【コミカライズ】愛しのあの方と死に別れて千年 ~今日も私は悪役令嬢を演じます~〈1〉


 今回の人生で私が生を受けたのはこのサウスウェル伯爵家だった。
 我がエターニア王国で伯爵の爵位が授けられている家は二百ほど。その上の侯爵の爵位を持つ家は三十ほどだから、如何(いか)に侯爵の身分が高いのかがわかるだろう。

 その侯爵の御子息ファルマス伯……そう、ウィリアム・セシルが私に縁談を申し込んできたのである。ウィリアム・セシル……私がかつて愛した彼――。

 けれど、これは絶対に受けてはならない縁談だ。何がどうなって、いったいどんな理由で彼が私に縁談を申し込んできたのかは知らないが、私が彼に近付くことは許されない。

 今まで極力関わらないように生きてきた。社交は必要最低限のみ、お茶会も、夕食会も、彼の視界には入らないように気をつけてきた。
 それもこれも、全ては彼を不幸にしないため。こんなことで、彼の命を脅かしたりはしたくない。

「お父様、その縁談お断りしてくださいませ」

 私の言葉に、お父様はピクリと眉を震わせた。さすがに侯爵家からの申し出を断るわけにはいかないということだろうか。しかしこちらには切り札がある。

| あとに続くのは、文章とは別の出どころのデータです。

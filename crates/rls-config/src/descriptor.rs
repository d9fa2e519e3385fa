//! Launch and identification data for the language server.

use std::collections::BTreeMap;

use serde::{Deserialize, Serialize};
use serde_json::{Map, Value};

use crate::defaults::{RLS_LAUNCHER_ARGS, SERVER_NAME, resolve_launcher};
use crate::error::ConfigError;

/// Free-form JSON object forwarded to the server untouched.
pub type SettingsMap = Map<String, Value>;

/// A language served by the integration.
#[derive(Debug, Clone, PartialEq, Eq, Serialize, Deserialize)]
pub struct LanguageConfig {
    language_id: String,
    scopes: Vec<String>,
    syntaxes: Vec<String>,
}

impl LanguageConfig {
    /// Creates a language entry.
    #[must_use]
    pub fn new(language_id: impl Into<String>, scopes: Vec<String>, syntaxes: Vec<String>) -> Self {
        Self {
            language_id: language_id.into(),
            scopes,
            syntaxes,
        }
    }

    /// LSP language identifier, such as `rust`.
    #[must_use]
    pub const fn language_id(&self) -> &str {
        self.language_id.as_str()
    }

    /// File-type scope selectors, such as `source.rust`.
    #[must_use]
    pub fn scopes(&self) -> &[String] {
        &self.scopes
    }

    /// Host syntax names bound to this language.
    #[must_use]
    pub fn syntaxes(&self) -> &[String] {
        &self.syntaxes
    }
}

/// Describes how the host launches and identifies the server.
///
/// The descriptor is immutable once built. The host keeps it for the
/// lifetime of the editor process and hands it to its session registry.
#[derive(Debug, Clone, PartialEq, Serialize, Deserialize)]
pub struct ServerDescriptor {
    name: String,
    command: Vec<String>,
    tcp_port: Option<u16>,
    languages: Vec<LanguageConfig>,
    enabled: bool,
    initialization_options: SettingsMap,
    settings: SettingsMap,
    env: BTreeMap<String, String>,
}

#[derive(Debug, Default, Deserialize)]
#[serde(default)]
struct SettingsOverlay {
    enabled: Option<bool>,
    command: Option<Vec<String>>,
    initialization_options: Option<SettingsMap>,
    settings: Option<SettingsMap>,
    env: Option<BTreeMap<String, String>>,
}

impl ServerDescriptor {
    /// Builds the stock `rls` descriptor.
    ///
    /// The launcher honours the `RLS_LAUNCHER` environment variable; the
    /// argument list is fixed.
    #[must_use]
    pub fn rls_default() -> Self {
        Self::with_launcher(resolve_launcher(std::env::var_os(crate::LAUNCHER_ENV)))
    }

    /// Builds the stock descriptor around an explicit launcher program.
    #[must_use]
    pub fn with_launcher(launcher: impl Into<String>) -> Self {
        let mut command = vec![launcher.into()];
        command.extend(RLS_LAUNCHER_ARGS.iter().map(|arg| (*arg).to_owned()));
        Self {
            name: SERVER_NAME.to_owned(),
            command,
            tcp_port: None,
            languages: vec![LanguageConfig::new(
                "rust",
                vec![String::from("source.rust")],
                vec![String::from("Rust")],
            )],
            enabled: false,
            initialization_options: SettingsMap::new(),
            settings: SettingsMap::new(),
            env: BTreeMap::new(),
        }
    }

    /// Overlays a JSON settings document on the stock descriptor.
    ///
    /// Recognised keys are `enabled`, `command`, `initialization_options`,
    /// `settings` and `env`; anything else is ignored.
    ///
    /// # Errors
    ///
    /// Returns [`ConfigError::Parse`] for malformed JSON and
    /// [`ConfigError::EmptyCommand`] when `command` is an empty list.
    pub fn from_settings_json(input: &str) -> Result<Self, ConfigError> {
        let overlay: SettingsOverlay =
            serde_json::from_str(input).map_err(|source| ConfigError::Parse { source })?;
        Self::rls_default().apply(overlay)
    }

    fn apply(mut self, overlay: SettingsOverlay) -> Result<Self, ConfigError> {
        if let Some(command) = overlay.command {
            if command.is_empty() {
                return Err(ConfigError::EmptyCommand);
            }
            self.command = command;
        }
        if let Some(enabled) = overlay.enabled {
            self.enabled = enabled;
        }
        if let Some(options) = overlay.initialization_options {
            self.initialization_options = options;
        }
        if let Some(settings) = overlay.settings {
            self.settings = settings;
        }
        if let Some(env) = overlay.env {
            self.env = env;
        }
        Ok(self)
    }

    /// Identifier used by the host's session registry.
    #[must_use]
    pub const fn name(&self) -> &str {
        self.name.as_str()
    }

    /// Full launch command, launcher first.
    #[must_use]
    pub fn command(&self) -> &[String] {
        &self.command
    }

    /// Launcher program that must be resolvable before the server starts.
    #[must_use]
    pub fn launcher(&self) -> &str {
        self.command.first().map_or("", String::as_str)
    }

    /// TCP port when the server speaks over a socket instead of stdio.
    #[must_use]
    pub const fn tcp_port(&self) -> Option<u16> {
        self.tcp_port
    }

    /// Languages served by the integration.
    #[must_use]
    pub fn languages(&self) -> &[LanguageConfig] {
        &self.languages
    }

    /// Whether the server starts without the user opting in.
    #[must_use]
    pub const fn enabled(&self) -> bool {
        self.enabled
    }

    /// Options sent in the `initialize` request.
    #[must_use]
    pub const fn initialization_options(&self) -> &SettingsMap {
        &self.initialization_options
    }

    /// Settings answered to `workspace/configuration`.
    #[must_use]
    pub const fn settings(&self) -> &SettingsMap {
        &self.settings
    }

    /// Environment variables added to the server process.
    #[must_use]
    pub const fn env(&self) -> &BTreeMap<String, String> {
        &self.env
    }

    /// Whether the descriptor serves the given scope selector.
    #[must_use]
    pub fn serves_scope(&self, scope: &str) -> bool {
        self.languages
            .iter()
            .flat_map(|language| language.scopes().iter())
            .any(|candidate| scope.starts_with(candidate.as_str()))
    }
}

「娘は傍若無人(ぼうじゃくぶじん)で恥知らず。嫁がせなどしたらセシル家の恥となることでしょう、私とて我が家の恥をこれ以上晒すわけにはいかない、申し訳ありません。などとお返事なさればよろしいですわ」

 私は淡々と意見を述べる。
 するとお父様は両腕を組んで、椅子に深く腰かけ直した。

 ――短いブロンドの髪が微かに揺れる。切れ長の瞼はさらに鋭く細められ、そこに揺れるのは深い碧の瞳。
 最近顔に皺が目立つようになってきた。年は四十になったばかりだが、この皺を深くした原因が自分だと思うと、さすがの私も少しは申し訳ない気持ちになる。

 けれどそれとこれとは話が別だ。いくらお父様がこの縁談を進めようとしても、それだけは受け入れられない。それならば私が今ここで死ぬ方がマシ。